You know that I know that you’re popular by design
You know that I know you’re wonderful in the light

 この曲ではサビのリフレインはわけわからないことを連呼しているのに、あまりにも自信をもって歌っているのでなにを信じればいいのかわからなくなる。

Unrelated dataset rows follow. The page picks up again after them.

//! Request-scoped negotiation results
//!
//! [`NegotiationLayer`](crate::middleware::NegotiationLayer) stores one
//! [`NegotiationOutcome`] in the request extensions; every later stage reads
//! it from there and never from shared state.

use axum::extract::FromRequestParts;
use axum::http::request::Parts;
use axum::http::Extensions;

use crate::failure::Failure;
use crate::negotiation::NegotiatedValue;

/// Values agreed with the client for the current request
#[derive(Debug, Clone, PartialEq, Eq)]
pub struct NegotiationOutcome {
    /// Negotiated `Accept`; always present once negotiation ran
    pub accept: NegotiatedValue,
    /// Negotiated `Content-Type`; only set for body-bearing methods
    pub content_type: Option<NegotiatedValue>,
}

impl NegotiationOutcome {
    pub fn from_extensions(extensions: &Extensions) -> Option<&Self> {
        extensions.get::<Self>()
    }

    /// The media type every response for this request is serialized into
    pub fn accept_media_type(&self) -> &str {
        &self.accept.value
    }
}

/// Extractor for the negotiated values
///
/// ```rust,ignore
/// async fn show(Negotiated(outcome): Negotiated) -> Response {
///     responses.success(&pet, outcome.accept_media_type())
/// }
/// ```
#[derive(Debug, Clone)]
pub struct Negotiated(pub NegotiationOutcome);

impl<S> FromRequestParts<S> for Negotiated
where
    S: Send + Sync,
{
    type Rejection = Failure;

    async fn from_request_parts(parts: &mut Parts, _state: &S) -> Result<Self, Self::Rejection> {
        let outcome = NegotiationOutcome::from_extensions(&parts.extensions)
            .cloned()
            .ok_or_else(|| Failure::msg("No negotiation outcome in request extensions"))?;
        Ok(Self(outcome))
    }
}
//! Structured logging setup

use tracing_subscriber::EnvFilter;

use crate::{config::Config, error::Result};

/// Install a JSON `tracing` subscriber filtered by `service.log_level`
///
/// An unparsable level falls back to `info`. Calling this again once a
/// global subscriber is set is a no-op.
pub fn init_tracing(config: &Config) -> Result<()> {
    let log_level = config.service.log_level.clone();

    let installed = tracing_subscriber::fmt()
        .json()
        .with_env_filter(EnvFilter::try_new(&log_level).unwrap_or_else(|_| EnvFilter::new("info")))
        .try_init()
        .is_ok();

    if installed {
        tracing::info!(
            environment = %config.service.environment,
            debug = config.problems.debug,
            "Tracing initialized for service: {}",
            config.service.name
        );
    }

    Ok(())
}
//! Example: A small pet store behind the problem pipeline
//!
//! Every response is negotiated: try
//!
//! ```text
//! curl -i localhost:8080/pets/1 -H 'Accept: application/json'
//! curl -i localhost:8080/pets/9 -H 'Accept: application/json'
//! curl -i localhost:8080/pets/1 -H 'Accept: text/html'
//! curl -i -X POST localhost:8080/pets -H 'Accept: application/json' -H 'Content-Type: text/plain'
//! curl -i localhost:8080/boom -H 'Accept: application/json'
//! ```
//!
//! Set `API_PROBLEM_PROBLEMS__DEBUG=true` to see failure details in 500 bodies.
//!
//! Run with: cargo run --example negotiated-api

use std::collections::BTreeMap;
use std::sync::{Arc, Mutex};

use api_problem::prelude::*;
use axum::body::Bytes;
use axum::error_handling::HandleErrorLayer;
use axum::extract::{Path, State};
use axum::http::StatusCode;
use axum::response::Response;
use axum::routing::get;
use axum::Router;
use serde::{Deserialize, Serialize};
use tower::BoxError;
use tower_http::trace::TraceLayer;

type HandlerResult = std::result::Result<Response, Failure>;

#[derive(Debug, Clone, Serialize, Deserialize)]
struct Pet {
    id: u32,
    name: String,
    #[serde(default)]
    tag: Option<String>,
}

#[derive(Debug, Deserialize)]
struct NewPet {
    name: String,
    tag: Option<String>,
}

#[derive(Clone)]
struct AppState {
    responses: ResponseBuilder,
    pets: Arc<Mutex<BTreeMap<u32, Pet>>>,
}

impl AppState {
    fn lookup(&self, id: u32) -> std::result::Result<Pet, Failure> {
        let pets = self
            .pets
            .lock()
            .map_err(|_| Failure::msg("pet store lock poisoned"))?;
        pets.get(&id).cloned().ok_or_else(|| {
            Problem::not_found()
                .with_detail(format!("Pet {id} does not exist"))
                .with_instance(format!("/pets/{id}"))
                .into()
        })
    }
}

async fn list_pets(State(state): State<AppState>, Negotiated(outcome): Negotiated) -> HandlerResult {
    let pets: Vec<Pet> = state
        .pets
        .lock()
        .map_err(|_| Failure::msg("pet store lock poisoned"))?
        .values()
        .cloned()
        .collect();
    Ok(state.responses.success(&pets, outcome.accept_media_type())?)
}

async fn show_pet(
    State(state): State<AppState>,
    Path(id): Path<u32>,
    Negotiated(outcome): Negotiated,
) -> HandlerResult {
    let pet = state.lookup(id)?;
    Ok(state.responses.success(&pet, outcome.accept_media_type())?)
}

async fn create_pet(
    State(state): State<AppState>,
    Negotiated(outcome): Negotiated,
    body: Bytes,
) -> HandlerResult {
    let new_pet: NewPet = serde_json::from_slice(&body).map_err(|e| {
        Problem::bad_request(vec![InvalidParameter::new("body", e.to_string())])
    })?;

    if new_pet.name.trim().is_empty() {
        return Err(Problem::unprocessable_entity(vec![InvalidParameter::new(
            "name",
            "must not be empty",
        )])
        .into());
    }

    let mut pets = state
        .pets
        .lock()
        .map_err(|_| Failure::msg("pet store lock poisoned"))?;
    let id = pets.keys().next_back().map_or(1, |id| id + 1);
    let pet = Pet {
        id,
        name: new_pet.name,
        tag: new_pet.tag,
    };
    pets.insert(id, pet.clone());

    Ok(state.responses.success_with(
        &pet,
        outcome.accept_media_type(),
        StatusCode::CREATED,
        None,
    )?)
}

async fn delete_pet(
    State(state): State<AppState>,
    Path(id): Path<u32>,
    Negotiated(outcome): Negotiated,
) -> HandlerResult {
    state.lookup(id)?;
    state
        .pets
        .lock()
        .map_err(|_| Failure::msg("pet store lock poisoned"))?
        .remove(&id);
    Ok(state.responses.empty(outcome.accept_media_type())?)
}

/// Old route kept for clients that have not moved yet
async fn legacy_pet(State(state): State<AppState>, Path(id): Path<u32>) -> HandlerResult {
    Ok(state
        .responses
        .redirect_with_status(&format!("/pets/{id}"), StatusCode::PERMANENT_REDIRECT)?)
}

async fn boom() -> HandlerResult {
    let cause = std::io::Error::new(
        std::io::ErrorKind::ConnectionRefused,
        "database refused connection",
    );
    let error = anyhow::Error::new(cause).context("Loading inventory failed");
    Err(Failure::from_boxed(error.into()))
}

async fn panics() -> HandlerResult {
    panic!("handler panicked while rendering");
}

async fn escalated(error: BoxError) -> StatusCode {
    tracing::error!(error = %error, "Failure escaped the problem pipeline");
    StatusCode::INTERNAL_SERVER_ERROR
}

#[tokio::main]
async fn main() -> anyhow::Result<()> {
    let config = Config::load_for_service("negotiated-api")?;
    init_tracing(&config)?;

    let pipeline = ProblemPipeline::from_config(&config)?;

    let mut pets = BTreeMap::new();
    pets.insert(
        1,
        Pet {
            id: 1,
            name: "Rex".to_string(),
            tag: Some("dog".to_string()),
        },
    );
    let state = AppState {
        responses: pipeline.responses().clone(),
        pets: Arc::new(Mutex::new(pets)),
    };

    let app = Router::new()
        .route("/pets", get(list_pets).post(create_pet))
        .route("/pets/{id}", get(show_pet).delete(delete_pet))
        .route("/legacy/pets/{id}", get(legacy_pet))
        .route("/boom", get(boom))
        .route("/panic", get(panics))
        .layer(
            tower::ServiceBuilder::new()
                .layer(HandleErrorLayer::new(escalated))
                .layer(pipeline.layers()),
        )
        .layer(TraceLayer::new_for_http())
        .with_state(state);

    let listener = tokio::net::TcpListener::bind("127.0.0.1:8080").await?;
    tracing::info!("Listening on {}", listener.local_addr()?);
    axum::serve(listener, app).await?;

    Ok(())
}
//! Accept and Content-Type negotiation
//!
//! A [`Negotiator`] matches one request header against a server-side,
//! ordered list of supported media types. Only the outcome is consumed by the
//! middleware; the matching rules live here.

use std::collections::BTreeMap;

use axum::http::{header, HeaderMap, HeaderName};
use mime::Mime;

/// The value agreed for one negotiated header
#[derive(Debug, Clone, PartialEq, Eq)]
pub struct NegotiatedValue {
    /// The supported media type that was selected
    pub value: String,
    /// Parameters the client sent alongside the matched value, `q` excluded
    pub attributes: BTreeMap<String, String>,
}

impl NegotiatedValue {
    pub fn new(value: impl Into<String>) -> Self {
        Self {
            value: value.into(),
            attributes: BTreeMap::new(),
        }
    }

    pub fn attribute(&self, name: &str) -> Option<&str> {
        self.attributes.get(name).map(String::as_str)
    }
}

/// Negotiates a single request header against a supported set
pub trait Negotiator: Send + Sync {
    /// The request header this negotiator reads
    fn header_name(&self) -> HeaderName;

    /// Select a supported value, or `None` when nothing matches
    fn negotiate(&self, headers: &HeaderMap) -> Option<NegotiatedValue>;

    /// Supported media types, in server preference order
    fn supported_media_types(&self) -> &[String];
}

/// Lower-cased media type without parameters; empty when unparsable
pub fn essence(media_type: &str) -> String {
    parse_mime(media_type)
        .map(|mime| mime.essence_str().to_ascii_lowercase())
        .unwrap_or_default()
}

/// All values of a header joined with `", "`; empty when absent
///
/// Bytes that are not UTF-8 are replaced rather than dropped, so a present
/// but malformed header is never mistaken for a missing one.
pub fn header_line(headers: &HeaderMap, name: &HeaderName) -> String {
    headers
        .get_all(name)
        .iter()
        .map(|value| String::from_utf8_lossy(value.as_bytes()))
        .collect::<Vec<_>>()
        .join(", ")
}

fn parse_mime(raw: &str) -> Option<Mime> {
    raw.trim().parse().ok()
}

struct MediaRange {
    mime: Mime,
    params: BTreeMap<String, String>,
    quality: f32,
}

fn parse_media_range(raw: &str) -> Option<MediaRange> {
    let mime = parse_mime(raw)?;

    let mut params = BTreeMap::new();
    let mut quality = 1.0;
    for (name, value) in mime.params() {
        let name = name.as_str().to_ascii_lowercase();
        let value = value.as_str().trim_matches('"');
        if name == "q" {
            quality = value.parse::<f32>().ok().filter(|q| (0.0..=1.0).contains(q))?;
        } else {
            params.insert(name, value.to_string());
        }
    }

    Some(MediaRange {
        mime,
        params,
        quality,
    })
}

/// Specificity of `range` against a concrete type, `None` when it does not match
fn specificity(range: &Mime, media_type: &Mime) -> Option<u8> {
    if range.essence_str().eq_ignore_ascii_case(media_type.essence_str()) {
        return Some(2);
    }
    if range.subtype() != mime::STAR {
        return None;
    }
    if range.type_() == mime::STAR {
        return Some(0);
    }
    range
        .type_()
        .as_str()
        .eq_ignore_ascii_case(media_type.type_().as_str())
        .then_some(1)
}

fn normalize_supported(supported: Vec<String>) -> Vec<String> {
    supported
        .into_iter()
        .map(|media_type| essence(&media_type))
        .filter(|media_type| !media_type.is_empty())
        .collect()
}

/// `Accept` negotiation with quality values and wildcards
///
/// For each supported type the most specific matching range decides its
/// quality. The highest quality wins; ties go to the range the client listed
/// first, then to server order. A quality of zero excludes the type.
#[derive(Debug, Clone)]
pub struct AcceptNegotiator {
    supported: Vec<String>,
    mimes: Vec<Mime>,
}

impl AcceptNegotiator {
    pub fn new(supported: Vec<String>) -> Self {
        let supported = normalize_supported(supported);
        let mimes = supported.iter().filter_map(|media_type| parse_mime(media_type)).collect();
        Self { supported, mimes }
    }
}

impl Negotiator for AcceptNegotiator {
    fn header_name(&self) -> HeaderName {
        header::ACCEPT
    }

    fn negotiate(&self, headers: &HeaderMap) -> Option<NegotiatedValue> {
        let line = header_line(headers, &header::ACCEPT);
        let ranges: Vec<MediaRange> = line.split(',').filter_map(parse_media_range).collect();

        // (quality, client position, supported index)
        let mut best: Option<(f32, usize, usize)> = None;
        for (index, supported) in self.mimes.iter().enumerate() {
            let matched = ranges
                .iter()
                .enumerate()
                .filter_map(|(position, range)| {
                    specificity(&range.mime, supported).map(|s| (s, position))
                })
                .max_by(|a, b| a.0.cmp(&b.0).then(b.1.cmp(&a.1)));

            let Some((_, position)) = matched else {
                continue;
            };
            let quality = ranges[position].quality;
            if quality <= 0.0 {
                continue;
            }

            let better = match best {
                None => true,
                Some((best_quality, best_position, _)) => {
                    quality > best_quality
                        || (quality == best_quality && position < best_position)
                }
            };
            if better {
                best = Some((quality, position, index));
            }
        }

        best.map(|(_, position, index)| NegotiatedValue {
            value: self.supported[index].clone(),
            attributes: ranges[position].params.clone(),
        })
    }

    fn supported_media_types(&self) -> &[String] {
        &self.supported
    }
}

/// `Content-Type` negotiation by exact media type match
///
/// Parameters such as `charset` are kept as attributes of the result.
#[derive(Debug, Clone)]
pub struct ContentTypeNegotiator {
    supported: Vec<String>,
}

impl ContentTypeNegotiator {
    pub fn new(supported: Vec<String>) -> Self {
        Self {
            supported: normalize_supported(supported),
        }
    }
}

impl Negotiator for ContentTypeNegotiator {
    fn header_name(&self) -> HeaderName {
        header::CONTENT_TYPE
    }

    fn negotiate(&self, headers: &HeaderMap) -> Option<NegotiatedValue> {
        let line = header_line(headers, &header::CONTENT_TYPE);
        let range = parse_media_range(&line)?;

        self.supported
            .iter()
            .find(|supported| supported.eq_ignore_ascii_case(range.mime.essence_str()))
            .map(|supported| NegotiatedValue {
                value: supported.clone(),
                attributes: range.params,
            })
    }

    fn supported_media_types(&self) -> &[String] {
        &self.supported
    }
}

 「宗教」の場で流すのにはふさわしい音楽だと言える。すくなくとも俺はこれを夜じゅう流すライブの場にいて正気を保てる自信、――いままで正気の世界だと思っていたことのひと部分ひと部分を信じ続ける自信がない。

 

2000年、存在していなかったそのバンドは彼ら先駆者の助けで30分で形作られた。次第に、そのバンドは様々の付き合いにより形を為していった。30分の音楽は13人のオリジナルメンバーによりリハーサルされ、反応は圧倒的にポジティヴだった。バンドは25人のメンバーが流動的に加わり現在の人数となった。初公演でのセットリストは『The Beginning Stages of The Polyphonic Spree』と題され、10番目の曲目『A Long Day』(ティム・デラフターの11年の声のサンプルから完成した)と一緒に、その巨大なバンドを主催しなかった懐疑的な開催地に記録され配布された。結局その音楽CDへの需要は大きくなったのでアルバムが発売されることとなった。

ポリフォニック・スプリー - Wikipedia

 Wikipediaの記述もとうてい正気を保っていない。「反応は圧倒的にポジティヴだった」ってマジでなんなの?

 

 そして彼らのなかでも圧倒的な再生回数を持っている*1のが、このニルヴァーナの曲のカバーである。ニルヴァーナなんて鬱で現世的な音楽を、こんな天上的で圧倒的に躁なグループがカバーしちゃったら、どうなるんだよ! と思って恐る恐る聞いてみたら、どっちにも寄らない奇跡の中間地点というかないまぜというか、なんとも言えないカバーリングが行われていて、すごかった。ふつうもうすこしどっちかに寄るだろ。

*1:どうやら、映画「スーサイド・スクワッド」で流れたらしい。